By using processes and supervision tree we can have a robust “let to fail” distributed system in Elixir. However i was thinking what if the physical server on which the processes fail? That way the supervisor will have no way(no server) of restarting the processes. Even if we were using a self recovery IAAS provider like AWS. The supervisor will somehow need to know about the new server that has been spun up and start its new process there.
Would it be simpler to achieve a robust distributed system by simply building stateless Elixir components, forget about supervision trees and let AWS handle the let it fail and self recovery bits?
Yes the architecture that i am discussing about here is a Elixir supervision tree with supervisor sitting on one physical server and its children sitting on individual physical servers.
vs
simple Elixir stateless components, no supervision tree. Use AWS elastic load balancer and EC2s to house those simple components to achieve the same effect of a distributed system
If you narrow down programming to a very specific area there may be very specific solutions that also work. This approach provides little for handling websockets, live gaming, real time financial analysis, or a whole host of other worlds where statelessness is a huge limitation.

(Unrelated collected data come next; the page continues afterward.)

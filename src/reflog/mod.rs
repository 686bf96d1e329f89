//! reflog
//!
//! Reading and writing git reference logs.
//!
//! Every reference (`HEAD`, `refs/heads/main`, ...) may have a log under
//! `logs/` recording each update: the old and new object ids, who made the
//! change and when, and a one-line description.
//!
//! # Modules
//!
//! - [`entry`] - One record and its byte-exact line encoding
//! - [`log`] - A whole log, its file binding and indexed lookup
//! - [`tail`] - Backward line reads for negative indices
//! - [`lock`] - Advisory per-reference writer lock
//! - [`error`] - Error taxonomy
//!
//! # Example
//!
//! ```no_run
//! use reflog::core::paths::RepoPaths;
//! use reflog::core::types::RefName;
//! use reflog::reflog::RefLog;
//!
//! let paths = RepoPaths::discover(std::path::Path::new("."))?;
//! let path = RefLog::path(&paths, &RefName::head());
//!
//! let newest = RefLog::entry_at(&path, -1)?;
//! println!("{} {}", newest.new_oid().short(7), newest.message());
//! # Ok::<(), Box<dyn std::error::Error>>(())
//! ```

pub mod entry;
pub mod error;
pub mod lock;
pub mod log;
pub mod tail;

pub use entry::RefLogEntry;
pub use error::{Field, RefLogError};
pub use lock::{LockError, RefLogLock};
pub use log::{Entries, RefLog};
pub use tail::{TailLine, TailReader};
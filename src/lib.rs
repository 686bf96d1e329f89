//! reflog - read and write git reference logs
//!
//! A library and small CLI for the per-reference history files git keeps
//! under `.git/logs/`. Lines round-trip byte for byte, so a log loaded and
//! written back unchanged is identical on disk.
//!
//! # Architecture
//!
//! - [`core`] - Object ids, ref names, identity, config and repository paths
//! - [`reflog`] - Entries, whole logs, indexed lookup and locking
//! - [`cli`] - Command-line interface over the two layers above
//!
//! # Correctness Invariants
//!
//! 1. Decoding then encoding a well-formed line reproduces its bytes
//! 2. A malformed line is reported, never skipped
//! 3. Whole-log rewrites are atomic
//! 4. Entry order on disk is the order of updates

pub mod cli;
pub mod core;
pub mod reflog;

Even if you’re doing a “stateless” webserver that does nothing more than handles web requests and pulls data from a DB, supervisors play a significant role properly starting, stopping, and managing the database connections.

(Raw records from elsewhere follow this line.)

//! # chime-config
//!
//! Loading and saving chime's JSON configuration file.
//!
//! Field names are camelCase on disk to match the browser UI conventions.
//! Loading merges the file over documented defaults, so a config written by
//! an older version keeps sane values for fields it does not mention, and a
//! missing file is not an error.

#![forbid(unsafe_code)]

use std::collections::HashMap;
use std::path::{Path, PathBuf};

use serde::{Deserialize, Deserializer, Serialize};
use thiserror::Error;

/// Result type alias for configuration operations.
pub type ConfigResult<T> = Result<T, ConfigError>;

/// Errors from loading or saving the configuration file.
#[derive(Debug, Error)]
pub enum ConfigError {
    /// The config file exists but could not be read.
    #[error("read {path}: {source}")]
    Read {
        /// Path being read.
        path: PathBuf,
        /// Underlying I/O error.
        #[source]
        source: std::io::Error,
    },

    /// The config file or its parent directory could not be written.
    #[error("write {path}: {source}")]
    Write {
        /// Path being written.
        path: PathBuf,
        /// Underlying I/O error.
        #[source]
        source: std::io::Error,
    },

    /// The config file is not valid JSON for the expected shape.
    #[error("parse {path}: {source}")]
    Parse {
        /// Path being parsed.
        path: PathBuf,
        /// Underlying JSON error.
        #[source]
        source: serde_json::Error,
    },

    /// The configuration could not be serialized.
    #[error("serialize config: {0}")]
    Serialize(#[source] serde_json::Error),
}

/// All user-configurable settings.
#[derive(Debug, Clone, PartialEq, Serialize, Deserialize)]
#[serde(rename_all = "camelCase")]
pub struct Config {
    /// HTTP port the server listens on.
    #[serde(default = "default_port")]
    pub port: u16,
    /// Open the browser UI automatically on `serve`.
    #[serde(default = "default_auto_open")]
    pub auto_open: bool,
    /// Name of the sound pack the UI plays.
    #[serde(default = "default_active_pack")]
    pub active_pack: String,
    /// Root directory of session logs to watch. May start with `~`.
    #[serde(default = "default_watch_path")]
    pub watch_path: String,
    /// How long a session may be silent before the UI considers it idle.
    #[serde(default = "default_idle_timeout")]
    pub idle_timeout: String,
    /// Per-category volume overrides (0.0 to 1.0).
    #[serde(default, deserialize_with = "null_as_default")]
    pub category_volumes: HashMap<String, f64>,
    /// Session names the UI keeps muted.
    #[serde(default, deserialize_with = "null_as_default")]
    pub muted_sessions: Vec<String>,
    /// Event-name to sound-name overrides.
    #[serde(default, deserialize_with = "null_as_default")]
    pub event_overrides: HashMap<String, String>,
}

fn default_port() -> u16 {
    3333
}

fn default_auto_open() -> bool {
    true
}

fn default_active_pack() -> String {
    "default".to_string()
}

fn default_watch_path() -> String {
    "~/.claude/projects".to_string()
}

fn default_idle_timeout() -> String {
    "5m".to_string()
}

/// Accepts an explicit JSON `null` where a collection is expected, so a
/// hand-edited `"categoryVolumes": null` loads as empty instead of failing.
fn null_as_default<'de, D, T>(deserializer: D) -> Result<T, D::Error>
where
    D: Deserializer<'de>,
    T: Default + Deserialize<'de>,
{
    Ok(Option::<T>::deserialize(deserializer)?.unwrap_or_default())
}

impl Default for Config {
    fn default() -> Self {
        Self {
            port: default_port(),
            auto_open: default_auto_open(),
            active_pack: default_active_pack(),
            watch_path: default_watch_path(),
            idle_timeout: default_idle_timeout(),
            category_volumes: HashMap::new(),
            muted_sessions: Vec::new(),
            event_overrides: HashMap::new(),
        }
    }
}

impl Config {
    /// Load the configuration at `path`, merging it over defaults.
    ///
    /// A missing file returns the defaults — first launch is not an error.
    ///
    /// # Errors
    ///
    /// Fails when the file exists but cannot be read or parsed.
    pub fn load(path: &Path) -> ConfigResult<Self> {
        let data = match std::fs::read(path) {
            Ok(data) => data,
            Err(e) if e.kind() == std::io::ErrorKind::NotFound => return Ok(Self::default()),
            Err(e) => {
                return Err(ConfigError::Read {
                    path: path.to_path_buf(),
                    source: e,
                })
            }
        };

        serde_json::from_slice(&data).map_err(|e| ConfigError::Parse {
            path: path.to_path_buf(),
            source: e,
        })
    }

    /// Save the configuration to `path` as indented JSON, creating missing
    /// parent directories.
    ///
    /// # Errors
    ///
    /// Fails when the parent directory or the file cannot be written.
    pub fn save(&self, path: &Path) -> ConfigResult<()> {
        if let Some(parent) = path.parent() {
            std::fs::create_dir_all(parent).map_err(|e| ConfigError::Write {
                path: parent.to_path_buf(),
                source: e,
            })?;
        }

        let data = serde_json::to_vec_pretty(self).map_err(ConfigError::Serialize)?;

        std::fs::write(path, data).map_err(|e| ConfigError::Write {
            path: path.to_path_buf(),
            source: e,
        })
    }
}

/// Partial configuration update, as accepted by `PUT /api/config`.
///
/// Unknown fields are rejected so client typos surface as errors instead of
/// silently dropping settings.
#[derive(Debug, Clone, Default, Deserialize)]
#[serde(rename_all = "camelCase", deny_unknown_fields)]
pub struct ConfigUpdate {
    /// New HTTP port.
    pub port: Option<u16>,
    /// New auto-open setting.
    pub auto_open: Option<bool>,
    /// New active pack name.
    pub active_pack: Option<String>,
    /// New watch root.
    pub watch_path: Option<String>,
    /// New idle timeout.
    pub idle_timeout: Option<String>,
    /// Replacement category volume map.
    pub category_volumes: Option<HashMap<String, f64>>,
    /// Replacement muted session list.
    pub muted_sessions: Option<Vec<String>>,
    /// Replacement event override map.
    pub event_overrides: Option<HashMap<String, String>>,
}

impl ConfigUpdate {
    /// Apply every present field onto `config`, leaving the rest untouched.
    pub fn apply(self, config: &mut Config) {
        if let Some(port) = self.port {
            config.port = port;
        }
        if let Some(auto_open) = self.auto_open {
            config.auto_open = auto_open;
        }
        if let Some(active_pack) = self.active_pack {
            config.active_pack = active_pack;
        }
        if let Some(watch_path) = self.watch_path {
            config.watch_path = watch_path;
        }
        if let Some(idle_timeout) = self.idle_timeout {
            config.idle_timeout = idle_timeout;
        }
        if let Some(category_volumes) = self.category_volumes {
            config.category_volumes = category_volumes;
        }
        if let Some(muted_sessions) = self.muted_sessions {
            config.muted_sessions = muted_sessions;
        }
        if let Some(event_overrides) = self.event_overrides {
            config.event_overrides = event_overrides;
        }
    }
}

/// Canonical location of the config file: `~/.config/chime/config.json`.
///
/// When the home directory cannot be resolved the tilde form is returned
/// verbatim for the caller to surface.
#[must_use]
pub fn default_path() -> PathBuf {
    match dirs::home_dir() {
        Some(home) => home.join(".config").join("chime").join("config.json"),
        None => PathBuf::from("~/.config/chime/config.json"),
    }
}

/// Canonical location of installed sound packs:
/// `~/.config/chime/soundpacks`.
#[must_use]
pub fn default_packs_dir() -> PathBuf {
    match dirs::home_dir() {
        Some(home) => home.join(".config").join("chime").join("soundpacks"),
        None => PathBuf::from("~/.config/chime/soundpacks"),
    }
}

/// Expand a leading `~` or `~/` to the user's home directory.
#[must_use]
pub fn expand_tilde(path: &str) -> PathBuf {
    if path == "~" {
        return dirs::home_dir().unwrap_or_else(|| PathBuf::from(path));
    }
    if let Some(rest) = path.strip_prefix("~/") {
        if let Some(home) = dirs::home_dir() {
            return home.join(rest);
        }
    }
    PathBuf::from(path)
}

#[cfg(test)]
mod tests {
    use super::*;
    use tempfile::TempDir;

    #[test]
    fn test_defaults() {
        let config = Config::default();

        assert_eq!(config.port, 3333);
        assert!(config.auto_open);
        assert_eq!(config.active_pack, "default");
        assert_eq!(config.watch_path, "~/.claude/projects");
        assert_eq!(config.idle_timeout, "5m");
        assert!(config.category_volumes.is_empty());
        assert!(config.muted_sessions.is_empty());
        assert!(config.event_overrides.is_empty());
    }

    #[test]
    fn test_load_missing_file_returns_defaults() {
        let dir = TempDir::new().unwrap();
        let config = Config::load(&dir.path().join("nope.json")).unwrap();
        assert_eq!(config, Config::default());
    }

    #[test]
    fn test_load_merges_over_defaults() {
        let dir = TempDir::new().unwrap();
        let path = dir.path().join("config.json");
        std::fs::write(&path, r#"{"port": 4444, "activePack": "arcademix"}"#).unwrap();

        let config = Config::load(&path).unwrap();

        assert_eq!(config.port, 4444);
        assert_eq!(config.active_pack, "arcademix");
        // Unmentioned fields keep their defaults.
        assert!(config.auto_open);
        assert_eq!(config.watch_path, "~/.claude/projects");
    }

    #[test]
    fn test_load_repairs_null_collections() {
        let dir = TempDir::new().unwrap();
        let path = dir.path().join("config.json");
        std::fs::write(
            &path,
            r#"{"categoryVolumes": null, "mutedSessions": null, "eventOverrides": null}"#,
        )
        .unwrap();

        let config = Config::load(&path).unwrap();

        assert!(config.category_volumes.is_empty());
        assert!(config.muted_sessions.is_empty());
        assert!(config.event_overrides.is_empty());
    }

    #[test]
    fn test_load_rejects_invalid_json() {
        let dir = TempDir::new().unwrap();
        let path = dir.path().join("config.json");
        std::fs::write(&path, "{ not json").unwrap();

        assert!(matches!(
            Config::load(&path),
            Err(ConfigError::Parse { .. })
        ));
    }

    #[test]
    fn test_save_round_trips_and_creates_parents() {
        let dir = TempDir::new().unwrap();
        let path = dir.path().join("nested").join("dirs").join("config.json");

        let config = Config {
            port: 4001,
            category_volumes: HashMap::from([("ambient".to_string(), 0.25)]),
            muted_sessions: vec!["scratch".to_string()],
            ..Config::default()
        };

        config.save(&path).unwrap();
        let loaded = Config::load(&path).unwrap();

        assert_eq!(loaded, config);
    }

    #[test]
    fn test_saved_file_uses_camel_case_names() {
        let dir = TempDir::new().unwrap();
        let path = dir.path().join("config.json");
        Config::default().save(&path).unwrap();

        let raw = std::fs::read_to_string(&path).unwrap();
        assert!(raw.contains("\"activePack\""));
        assert!(raw.contains("\"watchPath\""));
        assert!(raw.contains("\"categoryVolumes\""));
        assert!(!raw.contains("\"active_pack\""));
    }

    #[test]
    fn test_update_applies_only_present_fields() {
        let mut config = Config::default();
        let update: ConfigUpdate =
            serde_json::from_str(r#"{"port": 5000, "mutedSessions": ["a"]}"#).unwrap();

        update.apply(&mut config);

        assert_eq!(config.port, 5000);
        assert_eq!(config.muted_sessions, vec!["a".to_string()]);
        assert_eq!(config.active_pack, "default");
    }

    #[test]
    fn test_update_rejects_unknown_fields() {
        let result = serde_json::from_str::<ConfigUpdate>(r#"{"volume": 1.0}"#);
        assert!(result.is_err());
    }

    #[test]
    fn test_expand_tilde() {
        let home = dirs::home_dir().unwrap();

        assert_eq!(expand_tilde("~"), home);
        assert_eq!(expand_tilde("~/x/y"), home.join("x/y"));
        assert_eq!(expand_tilde("/abs/path"), PathBuf::from("/abs/path"));
        assert_eq!(expand_tilde("rel/path"), PathBuf::from("rel/path"));
    }
}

Having supervisors and children separated is not fault tolerant, it is a distributed monolith application that breaks when one part breaks. If You want fault tolerance, You need to duplicate both hardware and software.
To learn more about distributed fault tolerance systems, here are 2 valuable documents:
With those tools in the toolbox, though, there is still the question of what are you distributing, what does “robust” mean, etc… is it ok to lose a job (e.g. a single http request in a web application) or do they need to be executed at least once (as in a transaction processor) … are the results ephemeral (as in a web response) or do they need to be persisted to disk … etc.
All of these approaches require thinking in different scopes: the individual task scope where processes are the atom of function; the local node scope where supervisor trees rule; the cluster scope where replication and durability can be found.